Saw-inspired horror slowly deletes your PC's files as you scramble to pay the ransom
Malware recruits Billy the Puppet to extort money
Video A new strain of ransomware is adding psychological tactics to its code to try and extort money faster, borrowing from cult horror film franchise Saw.
The Windows malware, dubbed BitcoinBlackmailer.exe or JIGSAW, follows the usual practice of encrypting the victim's files, and adding a .FUN extension for giggles. A popup screen bearing the face of Saw character Billy the Puppet then starts to make demands.
The screen displays a countdown timer and the victim is asked for $20 in Bitcoin to unencrypt the files. But as the hours tick by, the malware will begin to delete files – first only a few, but the number will rise, as will the ransom needed to unencrypt them.
After 72 hours, all of the files on the target computer will be deleted, and the ransom will have risen to $150-worth of Bitcoins.

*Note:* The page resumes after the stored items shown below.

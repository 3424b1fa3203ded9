//! CLI definition and dispatch.

use clap::{Parser, Subcommand};
use std::fs;
use std::path::{Path, PathBuf};
use std::process::ExitCode;
use tracing_subscriber::{EnvFilter, fmt, layer::SubscriberExt, util::SubscriberInitExt};

use crate::adapters::csv_adapter::CsvAdapter;
use crate::adapters::file_config_adapter::FileConfigAdapter;
use crate::adapters::json_report_adapter::JsonReportAdapter;
use crate::domain::backtest::{
    self as backtest_engine, BacktestConfig, BacktestResult, first_tradable_index,
};
use crate::domain::candle::Candle;
use crate::domain::config_validation::{
    build_backtest_config, date_range, parse_favorable_months, validate_data_config,
};
use crate::domain::error::BlocktraderError;
use crate::domain::indicator::IndicatorConfig;
use crate::domain::indicator::seasonal::EventCalendar;
use crate::domain::strategy::{Group, LogicOperator, Strategy, StrategyNode};
use crate::ports::config_port::ConfigPort;
use crate::ports::data_port::DataPort;
use crate::ports::report_port::ReportPort;

pub const DEFAULT_LOG_LEVEL: &str = "info";

#[derive(Parser, Debug)]
#[command(name = "blocktrader", about = "Block-based strategy backtester")]
pub struct Cli {
    #[command(subcommand)]
    pub command: Command,
}

#[derive(Subcommand, Debug)]
pub enum Command {
    /// Run a backtest; several strategies run as one parallel batch
    Backtest {
        #[arg(short, long)]
        config: PathBuf,
        /// Strategy JSON; overrides [strategy] path. Repeatable.
        #[arg(short, long)]
        strategy: Vec<PathBuf>,
        /// Write the JSON result here instead of stdout
        #[arg(short, long)]
        output: Option<PathBuf>,
        #[arg(long)]
        dry_run: bool,
    },
    /// Validate a strategy definition
    Validate {
        #[arg(short, long)]
        strategy: PathBuf,
    },
    /// Compute the indicators a strategy needs and show where each becomes available
    Indicators {
        #[arg(short, long)]
        config: PathBuf,
        #[arg(short, long)]
        strategy: Option<PathBuf>,
    },
}

/// Install the stderr subscriber. `RUST_LOG` wins over `level`. Returns false
/// when a subscriber is already installed.
pub fn init_logging(level: &str) -> bool {
    let filter = EnvFilter::try_from_default_env().unwrap_or_else(|_| EnvFilter::new(level));
    tracing_subscriber::registry()
        .with(filter)
        .with(fmt::layer().with_writer(std::io::stderr))
        .try_init()
        .is_ok()
}

fn log_level(config: &dyn ConfigPort) -> String {
    config
        .get_string("logging", "level")
        .unwrap_or_else(|| DEFAULT_LOG_LEVEL.to_string())
}

pub fn run(cli: Cli) -> ExitCode {
    match cli.command {
        Command::Backtest {
            config,
            strategy,
            output,
            dry_run,
        } => {
            if dry_run {
                run_dry_run(&config, &strategy)
            } else {
                run_backtest(&config, &strategy, output.as_ref())
            }
        }
        Command::Validate { strategy } => {
            init_logging(DEFAULT_LOG_LEVEL);
            run_validate(&strategy)
        }
        Command::Indicators { config, strategy } => run_indicators(&config, strategy.as_ref()),
    }
}

fn fail(err: &BlocktraderError) -> ExitCode {
    eprintln!("error: {err}");
    err.into()
}

pub fn load_config(path: &Path) -> Result<FileConfigAdapter, ExitCode> {
    FileConfigAdapter::from_file(path).map_err(|e| fail(&e))
}

pub fn load_strategy(path: &Path) -> Result<Strategy, BlocktraderError> {
    let content = fs::read_to_string(path)?;
    Strategy::from_json(&content)
}

/// `--strategy` paths if given, otherwise `[strategy] path`.
pub fn resolve_strategy_paths(
    overrides: &[PathBuf],
    config: &dyn ConfigPort,
) -> Result<Vec<PathBuf>, BlocktraderError> {
    if !overrides.is_empty() {
        return Ok(overrides.to_vec());
    }
    config
        .get_path("strategy", "path")
        .map(|p| vec![p])
        .ok_or_else(|| BlocktraderError::ConfigMissing {
            section: "strategy".into(),
            key: "path".into(),
        })
}

pub fn load_strategies(paths: &[PathBuf]) -> Result<Vec<Strategy>, BlocktraderError> {
    paths
        .iter()
        .map(|path| {
            eprintln!("Loading strategy from {}", path.display());
            let strategy = load_strategy(path)?;
            strategy.validate()?;
            Ok(strategy)
        })
        .collect()
}

pub fn build_data_adapter(config: &dyn ConfigPort) -> Result<CsvAdapter, BlocktraderError> {
    validate_data_config(config)?;
    let candles = config
        .get_path("data", "candles")
        .ok_or_else(|| BlocktraderError::ConfigMissing {
            section: "data".into(),
            key: "candles".into(),
        })?;
    Ok(CsvAdapter::new(candles)
        .with_aux(config.get_path("data", "aux"))
        .with_events(config.get_path("data", "events")))
}

pub fn favorable_months(config: &dyn ConfigPort) -> Result<Vec<u32>, BlocktraderError> {
    match config.get_string("data", "favorable_months") {
        Some(value) => parse_favorable_months(&value),
        None => Ok(Vec::new()),
    }
}

/// Candles with the auxiliary series attached, plus the event calendar.
pub fn load_market_data(
    data_port: &dyn DataPort,
    config: &dyn ConfigPort,
) -> Result<(Vec<Candle>, EventCalendar), BlocktraderError> {
    let (start, end) = date_range(config)?;
    let mut candles = data_port.fetch_candles(start, end)?;
    let aux = data_port.fetch_aux()?;
    if !aux.is_empty() {
        crate::domain::candle::attach_aux(&mut candles, &aux);
    }
    let mut calendar = data_port.fetch_events()?;
    calendar.set_favorable_months(favorable_months(config)?);
    Ok((candles, calendar))
}

fn run_backtest(
    config_path: &PathBuf,
    strategy_overrides: &[PathBuf],
    output_path: Option<&PathBuf>,
) -> ExitCode {
    // Stage 1: Load config
    let adapter = match load_config(config_path) {
        Ok(a) => a,
        Err(code) => return code,
    };
    init_logging(&log_level(&adapter));
    eprintln!("Loaded config from {}", config_path.display());

    // Stage 2: Backtest settings
    let bt_config = match build_backtest_config(&adapter) {
        Ok(c) => c,
        Err(e) => return fail(&e),
    };

    // Stage 3: Strategies
    let strategies = match resolve_strategy_paths(strategy_overrides, &adapter)
        .and_then(|paths| load_strategies(&paths))
    {
        Ok(s) => s,
        Err(e) => return fail(&e),
    };

    // Stage 4: Data source
    let data_adapter = match build_data_adapter(&adapter) {
        Ok(d) => d,
        Err(e) => return fail(&e),
    };

    run_backtest_pipeline(&data_adapter, &adapter, &strategies, &bt_config, output_path)
}

/// Stages 5-8: load data, simulate, summarize, report.
pub fn run_backtest_pipeline(
    data_port: &dyn DataPort,
    config: &dyn ConfigPort,
    strategies: &[Strategy],
    bt_config: &BacktestConfig,
    output_path: Option<&PathBuf>,
) -> ExitCode {
    // Stage 5: Market data
    let (candles, calendar) = match load_market_data(data_port, config) {
        Ok(d) => d,
        Err(e) => return fail(&e),
    };
    match (candles.first(), candles.last()) {
        (Some(first), Some(last)) => eprintln!(
            "Running backtest: {} strategies, {} bars, {} to {}",
            strategies.len(),
            candles.len(),
            first.date,
            last.date
        ),
        _ => eprintln!("Running backtest: no candles in range"),
    }

    // Stage 6: Simulate
    let results = match simulate_all(strategies, &candles, &calendar, bt_config) {
        Ok(r) => r,
        Err(e) => return fail(&e),
    };

    // Stage 7: Console summary
    for result in &results {
        print_summary(result);
    }

    // Stage 8: Report
    let report = JsonReportAdapter::new(true);
    match output_path {
        Some(path) => match report.write(&results, &path.display().to_string()) {
            Ok(()) => {
                eprintln!("\nResult written to: {}", path.display());
                ExitCode::SUCCESS
            }
            Err(e) => fail(&e),
        },
        None => match report.render(&results) {
            Ok(json) => {
                println!("{json}");
                ExitCode::SUCCESS
            }
            Err(e) => fail(&e),
        },
    }
}

/// One strategy runs directly; several share one indicator set in a parallel
/// batch. The first failing run aborts.
pub fn simulate_all(
    strategies: &[Strategy],
    candles: &[Candle],
    calendar: &EventCalendar,
    bt_config: &BacktestConfig,
) -> Result<Vec<BacktestResult>, BlocktraderError> {
    if let [strategy] = strategies {
        return Ok(vec![backtest_engine::run_backtest(
            strategy, candles, None, calendar, bt_config,
        )?]);
    }
    let indicators = backtest_engine::prepare_indicators(strategies, candles, calendar)?;
    backtest_engine::run_batch(strategies, candles, &indicators, bt_config)
        .into_iter()
        .collect()
}

fn print_summary(result: &BacktestResult) {
    let m = &result.metrics;
    eprintln!("\n=== {} ({}) ===", result.strategy_name, result.strategy_id);
    eprintln!("Total Return:     {:.2}%", m.total_return * 100.0);
    eprintln!("Annualized:       {:.2}%", m.annualized_return * 100.0);
    eprintln!("Sharpe Ratio:     {:.2}", m.sharpe_ratio);
    eprintln!("Sortino Ratio:    {:.2}", m.sortino_ratio);
    eprintln!("Max Drawdown:     -{:.1}%", m.max_drawdown * 100.0);
    eprintln!("Closed Trades:    {}", m.trades_count);
    eprintln!("Open Trades:      {}", m.open_trades);
    eprintln!("Win Rate:         {:.1}%", m.win_rate * 100.0);
    match m.profit_factor {
        Some(pf) => eprintln!("Profit Factor:    {pf:.2}"),
        None => eprintln!("Profit Factor:    unbounded (no losing trades)"),
    }
    eprintln!("Final Equity:     {:.2}", result.final_equity);
}

fn print_indicators(configs: &[IndicatorConfig]) {
    let mut rows: Vec<(String, usize)> = configs.iter().map(|c| (c.to_string(), c.warmup())).collect();
    rows.sort();
    for (name, warmup) in rows {
        eprintln!("  {name:<32} warmup {warmup}");
    }
}

pub fn run_dry_run(config_path: &PathBuf, strategy_overrides: &[PathBuf]) -> ExitCode {
    let adapter = match load_config(config_path) {
        Ok(a) => a,
        Err(code) => return code,
    };
    init_logging(&log_level(&adapter));
    eprintln!("Loaded config from {}", config_path.display());

    if let Err(e) = build_backtest_config(&adapter)
        .and_then(|_| validate_data_config(&adapter))
        .and_then(|_| favorable_months(&adapter))
    {
        return fail(&e);
    }
    eprintln!("Config validated successfully");

    let strategies = match resolve_strategy_paths(strategy_overrides, &adapter)
        .and_then(|paths| load_strategies(&paths))
    {
        Ok(s) => s,
        Err(e) => return fail(&e),
    };

    for strategy in &strategies {
        let required = strategy.required_indicators();
        eprintln!("\nStrategy {} ({}):", strategy.name, strategy.id);
        eprintln!("  entry conditions: {}", strategy.entry_logic.conditions().len());
        eprintln!("  exit conditions:  {}", strategy.exit_logic.conditions().len());
        eprintln!("Indicators to compute:");
        print_indicators(&required);
    }

    eprintln!("\nDry run complete: configuration is valid");
    ExitCode::SUCCESS
}

fn describe(group: &Group, depth: usize) {
    let pad = "  ".repeat(depth);
    let operator = match group.operator {
        LogicOperator::And => "AND",
        LogicOperator::Or => "OR",
    };
    eprintln!("{pad}{operator} [{}]", group.id);
    for child in &group.children {
        match child {
            StrategyNode::Group(g) => describe(g, depth + 1),
            StrategyNode::Condition(c) => {
                let right = match (&c.right_indicator, c.right_value) {
                    (Some(config), _) => config.to_string(),
                    (None, Some(v)) => v.to_string(),
                    (None, None) => "?".to_string(),
                };
                eprintln!("{pad}  {} {} {} [{}]", c.left, c.comparator, right, c.id);
            }
        }
    }
}

fn run_validate(strategy_path: &PathBuf) -> ExitCode {
    eprintln!("Validating strategy: {}", strategy_path.display());
    let strategy = match load_strategy(strategy_path) {
        Ok(s) => s,
        Err(e) => return fail(&e),
    };

    eprintln!("\nEntry logic:");
    describe(&strategy.entry_logic, 1);
    eprintln!("\nExit logic:");
    describe(&strategy.exit_logic, 1);

    if let Err(e) = strategy.validate() {
        return fail(&e);
    }

    let required = strategy.required_indicators();
    eprintln!("\nIndicators:");
    print_indicators(&required);
    let warmup = required.iter().map(IndicatorConfig::warmup).max().unwrap_or(0);
    eprintln!("\nNeeds at least {} bars", warmup + 1);
    eprintln!("Strategy is valid");
    ExitCode::SUCCESS
}

fn run_indicators(config_path: &PathBuf, strategy_override: Option<&PathBuf>) -> ExitCode {
    let adapter = match load_config(config_path) {
        Ok(a) => a,
        Err(code) => return code,
    };
    init_logging(&log_level(&adapter));

    let overrides: Vec<PathBuf> = strategy_override.cloned().into_iter().collect();
    let strategies = match resolve_strategy_paths(&overrides, &adapter)
        .and_then(|paths| load_strategies(&paths))
    {
        Ok(s) => s,
        Err(e) => return fail(&e),
    };

    let data_adapter = match build_data_adapter(&adapter) {
        Ok(d) => d,
        Err(e) => return fail(&e),
    };
    let (candles, calendar) = match load_market_data(&data_adapter, &adapter) {
        Ok(d) => d,
        Err(e) => return fail(&e),
    };

    let indicators = match backtest_engine::prepare_indicators(&strategies, &candles, &calendar) {
        Ok(set) => set,
        Err(e) => return fail(&e),
    };

    let required: Vec<IndicatorConfig> = strategies
        .iter()
        .flat_map(Strategy::required_indicators)
        .collect();
    if let Err(e) = first_tradable_index(&required, candles.len()) {
        eprintln!("warning: {e}");
    }

    let mut rows: Vec<(String, Option<usize>)> = indicators
        .iter()
        .map(|s| (s.config.to_string(), s.first_valid()))
        .collect();
    rows.sort();

    println!("{} bars", candles.len());
    for (name, first) in rows {
        match first.and_then(|i| candles.get(i).map(|c| (i, c.date))) {
            Some((i, date)) => println!("{name:<32} first available at bar {i} ({date})"),
            None => println!("{name:<32} never available"),
        }
    }
    ExitCode::SUCCESS
}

The user can always turn off the computer, but when it's turned back on again 1,000 files will be deleted as punishment.
"Using horror movie images and references to cause distress in the victim is a new low," said Andy Settle, head of special investigations at security firm Forcepoint.
"The depths the author has gone to, with real-time scrolling text, countdown timer, increasing ransom amount and the horror associations, plays on the mind of those who may have seen the movie or even those who are vulnerable or of a nervous disposition."
The infection comes from either downloading the malware from a cloud repository named 1fichier.com – which has since been shut down – or from pornography websites. In the latter case, the message is altered to "YOU ARE A PORN ADDICT. STOP WATCHING SO MUCH PORN. NOW YOU HAVE TO PAY," and the face of Billy is replaced with pink flowers.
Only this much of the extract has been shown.